What is the Socratic Method?
excerpted from Socrates Café (pgs. 18-24) by Christopher Phillips
Gregory Vlastos, a Socrates scholar and philosophy professor at Princeton, asserts that the Socratic Method (AKA the dialectics method or elenchus) is “among the greatest achievements of humanity…[it is] a common human enterprise, open to every man…[that] calls for common sense and common speech.” Christopher Phillips takes this assertion a step further by adding that the Socratic method goes beyond common sense through the examination of what sense is.
The foundation of the Socratic method is to seek out truth through the use of dialogue – commonsensible reasoning and fact seeking will ultimately strip out any prejudices and biases, leaving only truths and realities. It is designed to “reveal people to themselves.” The author suggests that this use of honesty would require us to constantly scrutinize our own convictions. In addition, Phillip posits that the use of a Socratic dialogue will reveal just how pluralistic people are. It will iron-out abstract concepts and bizarre questions, revealing the relationships between relevant human experiences. “What distinguishes the Socratic method from mere nonsystematic inquiry is the sustained attempt to explore the ramifications of certain opinions and then offer compelling objectives and alternatives.” Phillips compares this method to the scientific method, but unlike the scientific method, Socratic dialogue can investigate immeasurable beliefs like love, joy, suffering, and sorrow.

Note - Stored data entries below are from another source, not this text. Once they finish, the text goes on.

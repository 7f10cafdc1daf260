//! Slice particles

use glam::Vec2;
use rand::Rng;

use crate::consts::PARTICLE_LIFESPAN;
use crate::renderer::Rgb;

/// A short-lived square spark
#[derive(Debug, Clone, PartialEq)]
pub struct Particle {
    pub pos: Vec2,
    pub vel: Vec2,
    /// Half-width of the drawn square; shrinks each tick
    pub size: f32,
    /// Ticks remaining
    pub life: i32,
    pub color: Rgb,
}

impl Particle {
    pub fn spawn<R: Rng>(rng: &mut R, pos: Vec2, color: Rgb) -> Self {
        Self {
            pos,
            vel: Vec2::new(rng.random_range(-10.0..=10.0), rng.random_range(-10.0..=10.0)),
            size: rng.random_range(4..=10) as f32,
            life: PARTICLE_LIFESPAN,
            color,
        }
    }

    pub fn advance(&mut self) {
        self.pos += self.vel;
        self.life -= 1;
        self.size = (self.size - 0.5).max(0.0);
    }

    pub fn is_alive(&self) -> bool {
        self.life > 0
    }
}
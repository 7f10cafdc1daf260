//! Sound events
//!
//! The core only fires named events; decoding and playback belong to the
//! host. Firing never blocks and an unbound event is silently dropped.

use std::collections::HashMap;
use std::fmt;

use crate::settings::Settings;

/// Sound effect types
#[derive(Debug, Clone, Copy, PartialEq, Eq, Hash)]
pub enum SoundEvent {
    /// Fruit sliced
    Slice,
    /// Bomb sliced
    Bomb,
}

impl SoundEvent {
    pub fn as_str(&self) -> &'static str {
        match self {
            SoundEvent::Slice => "slice",
            SoundEvent::Bomb => "bomb",
        }
    }

    pub fn from_str(s: &str) -> Option<Self> {
        match s {
            "slice" => Some(SoundEvent::Slice),
            "bomb" => Some(SoundEvent::Bomb),
            _ => None,
        }
    }

    /// Relative volume of the stock sample for this event
    pub fn default_volume(&self) -> f32 {
        match self {
            SoundEvent::Slice => 0.6,
            SoundEvent::Bomb => 1.0,
        }
    }
}

impl fmt::Display for SoundEvent {
    fn fmt(&self, f: &mut fmt::Formatter<'_>) -> fmt::Result {
        f.write_str(self.as_str())
    }
}

/// Fire-and-forget sound sink
pub trait SoundTrigger {
    fn fire(&mut self, event: SoundEvent);
}

/// Drops every event
#[derive(Debug, Default, Clone, Copy)]
pub struct Silent;

impl SoundTrigger for Silent {
    fn fire(&mut self, _event: SoundEvent) {}
}

/// Keeps fired events in order (tests and replays)
#[derive(Debug, Default, Clone)]
pub struct RecordingSounds {
    pub events: Vec<SoundEvent>,
}

impl SoundTrigger for RecordingSounds {
    fn fire(&mut self, event: SoundEvent) {
        self.events.push(event);
    }
}

/// Playback callback: event and effective volume in (0, 1]
pub type PlayFn = Box<dyn FnMut(SoundEvent, f32)>;

/// Routes events to a host playback callback with per-event volumes
pub struct SoundBoard {
    bound: HashMap<SoundEvent, f32>,
    player: PlayFn,
    master_volume: f32,
    sfx_volume: f32,
    muted: bool,
}

impl fmt::Debug for SoundBoard {
    fn fmt(&self, f: &mut fmt::Formatter<'_>) -> fmt::Result {
        f.debug_struct("SoundBoard")
            .field("bound", &self.bound)
            .field("master_volume", &self.master_volume)
            .field("sfx_volume", &self.sfx_volume)
            .field("muted", &self.muted)
            .finish_non_exhaustive()
    }
}

impl SoundBoard {
    /// Board with no bound events
    pub fn new(player: PlayFn) -> Self {
        Self {
            bound: HashMap::new(),
            player,
            master_volume: 0.8,
            sfx_volume: 1.0,
            muted: false,
        }
    }

    /// Board with volumes taken from settings
    pub fn from_settings(settings: &Settings, player: PlayFn) -> Self {
        let mut board = Self::new(player);
        board.set_master_volume(settings.master_volume);
        board.set_sfx_volume(settings.sfx_volume);
        board.set_muted(settings.muted);
        board
    }

    /// Mark an event as having a loaded sample
    pub fn bind(&mut self, event: SoundEvent, volume: f32) {
        self.bound.insert(event, volume.clamp(0.0, 1.0));
    }

    pub fn unbind(&mut self, event: SoundEvent) {
        self.bound.remove(&event);
    }

    /// Set master volume (0.0 - 1.0)
    pub fn set_master_volume(&mut self, vol: f32) {
        self.master_volume = vol.clamp(0.0, 1.0);
    }

    /// Set SFX volume (0.0 - 1.0)
    pub fn set_sfx_volume(&mut self, vol: f32) {
        self.sfx_volume = vol.clamp(0.0, 1.0);
    }

    pub fn set_muted(&mut self, muted: bool) {
        self.muted = muted;
    }

    /// Get effective volume
    fn effective_volume(&self) -> f32 {
        if self.muted {
            0.0
        } else {
            self.master_volume * self.sfx_volume
        }
    }
}

impl SoundTrigger for SoundBoard {
    fn fire(&mut self, event: SoundEvent) {
        let Some(&event_volume) = self.bound.get(&event) else {
            return;
        };
        let vol = self.effective_volume() * event_volume;
        if vol <= 0.0 {
            return;
        }
        (self.player)(event, vol);
    }
}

While the Socratic method is designed to reveal truth, oftentimes it leaves us with a sense of uncertainty that makes us question our original positions, and quite possibly, it leaves us more troubled than where we started.

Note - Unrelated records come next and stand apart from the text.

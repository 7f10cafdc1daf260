//! Sprite compositor
//!
//! Blits transparent, optionally rotated sprites onto a frame buffer. A
//! placement that would overflow the target on any side is skipped entirely
//! rather than clipped.

use bytemuck::Pod;

use super::raster::{FrameBuffer, Raster, Rgb, Rgba, Sprite};

/// Composite `sprite` centred at (`center_x`, `center_y`), rotated by
/// `angle_degrees` (counter-clockwise on screen).
///
/// Returns false when nothing was drawn because the placement overflowed.
pub fn blit(
    target: &mut FrameBuffer,
    sprite: &Sprite,
    center_x: f32,
    center_y: f32,
    angle_degrees: f32,
) -> bool {
    let rotated;
    let sprite = if angle_degrees != 0.0 {
        rotated = rotate(sprite, angle_degrees);
        &rotated
    } else {
        sprite
    };

    let (w, h) = (sprite.width() as i64, sprite.height() as i64);
    // Truncation toward zero, matching integer conversion of the float corner
    let x = (center_x - w as f32 / 2.0) as i64;
    let y = (center_y - h as f32 / 2.0) as i64;

    if x < 0 || y < 0 || x + w > target.width() as i64 || y + h > target.height() as i64 {
        return false;
    }
    let (x, y) = (x as usize, y as usize);

    match sprite {
        Sprite::Opaque(src) => copy_region(target, src, x, y),
        Sprite::Transparent(src) => blend_region(target, src, x, y),
    }
    true
}

/// Overwrite the destination region with an opaque sprite
fn copy_region(target: &mut FrameBuffer, src: &Raster<Rgb>, x: usize, y: usize) {
    let w = src.width();
    for row in 0..src.height() {
        target.row_mut(y + row)[x..x + w].copy_from_slice(src.row(row));
    }
}

/// `dst = alpha * src + (1 - alpha) * dst` per channel, alpha in [0, 1]
fn blend_region(target: &mut FrameBuffer, src: &Raster<Rgba>, x: usize, y: usize) {
    let w = src.width();
    for row in 0..src.height() {
        let dst_row = &mut target.row_mut(y + row)[x..x + w];
        for (dst, s) in dst_row.iter_mut().zip(src.row(row)) {
            let alpha = s.a as f32 / 255.0;
            let inv = 1.0 - alpha;
            *dst = Rgb::new(
                (alpha * s.r as f32 + inv * dst.r as f32) as u8,
                (alpha * s.g as f32 + inv * dst.g as f32) as u8,
                (alpha * s.b as f32 + inv * dst.b as f32) as u8,
            );
        }
    }
}

/// Rotate a sprite about its centre, growing the canvas to the rotated
/// bounding box so no corner is lost. Uncovered pixels are zero (fully
/// transparent for RGBA sprites).
pub fn rotate(sprite: &Sprite, angle_degrees: f32) -> Sprite {
    match sprite {
        Sprite::Opaque(src) => Sprite::Opaque(rotate_raster(src, angle_degrees)),
        Sprite::Transparent(src) => Sprite::Transparent(rotate_raster(src, angle_degrees)),
    }
}

/// Rotated canvas size for a `w`×`h` image
pub fn rotated_bounds(w: usize, h: usize, angle_degrees: f32) -> (usize, usize) {
    let (sin, cos) = (angle_degrees as f64).to_radians().sin_cos();
    let (sin, cos) = (sin.abs(), cos.abs());
    let (w, h) = (w as f64, h as f64);
    ((h * sin + w * cos) as usize, (h * cos + w * sin) as usize)
}

fn rotate_raster<P: Pod>(src: &Raster<P>, angle_degrees: f32) -> Raster<P> {
    let channels = std::mem::size_of::<P>();
    debug_assert!(channels <= 4);

    let (w, h) = (src.width(), src.height());
    let (new_w, new_h) = rotated_bounds(w, h, angle_degrees);
    let mut out = Raster::filled(new_w, new_h, P::zeroed());

    let (sin, cos) = (angle_degrees as f64).to_radians().sin_cos();
    // Pivot at the integer centre; the canvas offset re-centres the result
    let (cx, cy) = ((w / 2) as f64, (h / 2) as f64);
    let tx = (1.0 - cos) * cx - sin * cy + (new_w as f64 / 2.0 - w as f64 / 2.0);
    let ty = sin * cx + (1.0 - cos) * cy + (new_h as f64 / 2.0 - h as f64 / 2.0);

    for dy in 0..new_h {
        for dx in 0..new_w {
            // Inverse of [[cos, sin], [-sin, cos]] applied to (dst - t)
            let px = dx as f64 - tx;
            let py = dy as f64 - ty;
            let sx = cos * px - sin * py;
            let sy = sin * px + cos * py;
            if let Some(pixel) = sample_bilinear(src, sx, sy, channels) {
                out.put(dx as i64, dy as i64, pixel);
            }
        }
    }
    out
}

/// Bilinear sample with a zero border; None when all four taps are outside
fn sample_bilinear<P: Pod>(src: &Raster<P>, sx: f64, sy: f64, channels: usize) -> Option<P> {
    let x0 = sx.floor();
    let y0 = sy.floor();
    let fx = sx - x0;
    let fy = sy - y0;
    let (x0, y0) = (x0 as i64, y0 as i64);

    let taps = [
        (x0, y0, (1.0 - fx) * (1.0 - fy)),
        (x0 + 1, y0, fx * (1.0 - fy)),
        (x0, y0 + 1, (1.0 - fx) * fy),
        (x0 + 1, y0 + 1, fx * fy),
    ];

    let mut acc = [0.0f64; 4];
    let mut any = false;
    for (x, y, weight) in taps {
        if let Some(pixel) = src.get_signed(x, y) {
            any = true;
            for (c, byte) in bytemuck::bytes_of(&pixel).iter().enumerate() {
                acc[c] += weight * *byte as f64;
            }
        }
    }
    if !any {
        return None;
    }

    let mut bytes = [0u8; 4];
    for c in 0..channels {
        bytes[c] = acc[c].round().clamp(0.0, 255.0) as u8;
    }
    Some(bytemuck::pod_read_unaligned(&bytes[..channels]))
}

#[cfg(test)]
mod tests {
    use super::*;

    fn solid_rgba(size: usize, color: Rgba) -> Sprite {
        Sprite::Transparent(Raster::filled(size, size, color))
    }

    #[test]
    fn test_opaque_sprite_inside_copies_source() {
        let mut target = FrameBuffer::filled(100, 100, Rgb::new(10, 20, 30));
        let sprite = solid_rgba(50, Rgba::new(200, 100, 50, 255));
        assert!(blit(&mut target, &sprite, 50.0, 50.0, 0.0));

        for y in 25..75 {
            for x in 25..75 {
                assert_eq!(target.get(x, y), Some(Rgb::new(200, 100, 50)));
            }
        }
        assert_eq!(target.get(24, 50), Some(Rgb::new(10, 20, 30)));
        assert_eq!(target.get(75, 50), Some(Rgb::new(10, 20, 30)));
    }

    #[test]
    fn test_overflow_leaves_target_unchanged() {
        let background = FrameBuffer::filled(100, 100, Rgb::new(1, 2, 3));
        let sprite = solid_rgba(50, Rgba::new(255, 255, 255, 255));

        for (cx, cy) in [(10.0, 50.0), (50.0, 10.0), (90.0, 50.0), (50.0, 90.0)] {
            let mut target = background.clone();
            assert!(!blit(&mut target, &sprite, cx, cy, 0.0));
            assert_eq!(target, background);
        }
    }

    #[test]
    fn test_half_alpha_blends() {
        let mut target = FrameBuffer::filled(10, 10, Rgb::new(0, 0, 0));
        let sprite = solid_rgba(2, Rgba::new(255, 255, 255, 51));
        assert!(blit(&mut target, &sprite, 5.0, 5.0, 0.0));
        // 0.2 * 255 = 51
        assert_eq!(target.get(4, 4), Some(Rgb::new(51, 51, 51)));
    }

    #[test]
    fn test_transparent_sprite_is_invisible() {
        let background = FrameBuffer::filled(20, 20, Rgb::new(9, 9, 9));
        let mut target = background.clone();
        let sprite = solid_rgba(8, Rgba::new(255, 0, 0, 0));
        assert!(blit(&mut target, &sprite, 10.0, 10.0, 30.0));
        assert_eq!(target, background);
    }

    #[test]
    fn test_rgb_sprite_overwrites() {
        let mut target = FrameBuffer::filled(10, 10, Rgb::WHITE);
        let sprite = Sprite::Opaque(Raster::filled(4, 2, Rgb::new(1, 2, 3)));
        assert!(blit(&mut target, &sprite, 5.0, 5.0, 0.0));
        assert_eq!(target.get(3, 4), Some(Rgb::new(1, 2, 3)));
        assert_eq!(target.get(6, 5), Some(Rgb::new(1, 2, 3)));
        assert_eq!(target.get(7, 5), Some(Rgb::WHITE));
        assert_eq!(target.get(3, 6), Some(Rgb::WHITE));
    }

    #[test]
    fn test_rotated_bounds_expand() {
        assert_eq!(rotated_bounds(50, 20, 90.0), (20, 50));
        let (w, h) = rotated_bounds(50, 50, 45.0);
        assert_eq!((w, h), (70, 70));
        let rotated = rotate(&solid_rgba(50, Rgba::new(1, 1, 1, 255)), 45.0);
        assert_eq!((rotated.width(), rotated.height()), (70, 70));
    }

    #[test]
    fn test_rotation_keeps_centre_and_clears_corners() {
        let sprite = solid_rgba(40, Rgba::new(0, 255, 0, 255));
        let Sprite::Transparent(rotated) = rotate(&sprite, 45.0) else {
            panic!("rotation changed sprite kind");
        };
        let c = rotated.width() / 2;
        assert_eq!(rotated.get(c, c), Some(Rgba::new(0, 255, 0, 255)));
        assert_eq!(rotated.get(0, 0).map(|p| p.a), Some(0));
    }

    #[test]
    fn test_quarter_turn_is_counter_clockwise() {
        // 3x1 sprite: red on the left, blue on the right
        let mut raster = Raster::filled(3, 1, Rgba::TRANSPARENT);
        raster.put(0, 0, Rgba::new(255, 0, 0, 255));
        raster.put(2, 0, Rgba::new(0, 0, 255, 255));
        let Sprite::Transparent(rotated) = rotate(&Sprite::Transparent(raster), 90.0) else {
            panic!("rotation changed sprite kind");
        };
        assert_eq!((rotated.width(), rotated.height()), (1, 3));
        // Left end ends up at the bottom, right end at the top
        assert_eq!(rotated.get(0, 2).map(|p| p.r), Some(255));
        assert_eq!(rotated.get(0, 0).map(|p| p.b), Some(255));
    }
}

*Authors Note: I believe the above statement points out both the pros and cons of this method. Using the Socratic method can apparently lead two parties to come to a common agreement about a subject or concept – or it can leave the parties both questioning their original viewpoints. The positive aspect is that questioning can leave one open to new possibilities outside the original frames they’ve constructed – thus limiting cognitive biases. In addition, the uncertainty will surely reduce analytic confidence, which can be a good thing if it reflects the true ambiguity of a concept or subject. However, the detriment is that this sense of uncertainty may ultimately confuse the analyst. If the analyst feels as if he/she is seeking one truth while ignoring the possibility that multiple truths may exist, an analysis may be further sidetracked after a time-consuming Socratic debate. In addition, using the Socratic method for purposes for forecasting is problematic in itself – if the Socratic method is to seek truth, truths of future events do not yet exist. It is for this reason analysts use (or should use) words of estimative probability. Alternative possibilities always exist in matters of predictive analysis and forecasting. Therefore it may be safe to say that this method would only be applicable to the examination of past and present concepts and subjects. If a truth is found, an analyst can then use that truth as a starting point for predictive analysis.
*There are also many forms of dialectics: Socratic, Hegelian, Marxist, Brahmin/Hindu/Vedic, Jain, Buddhist, etc.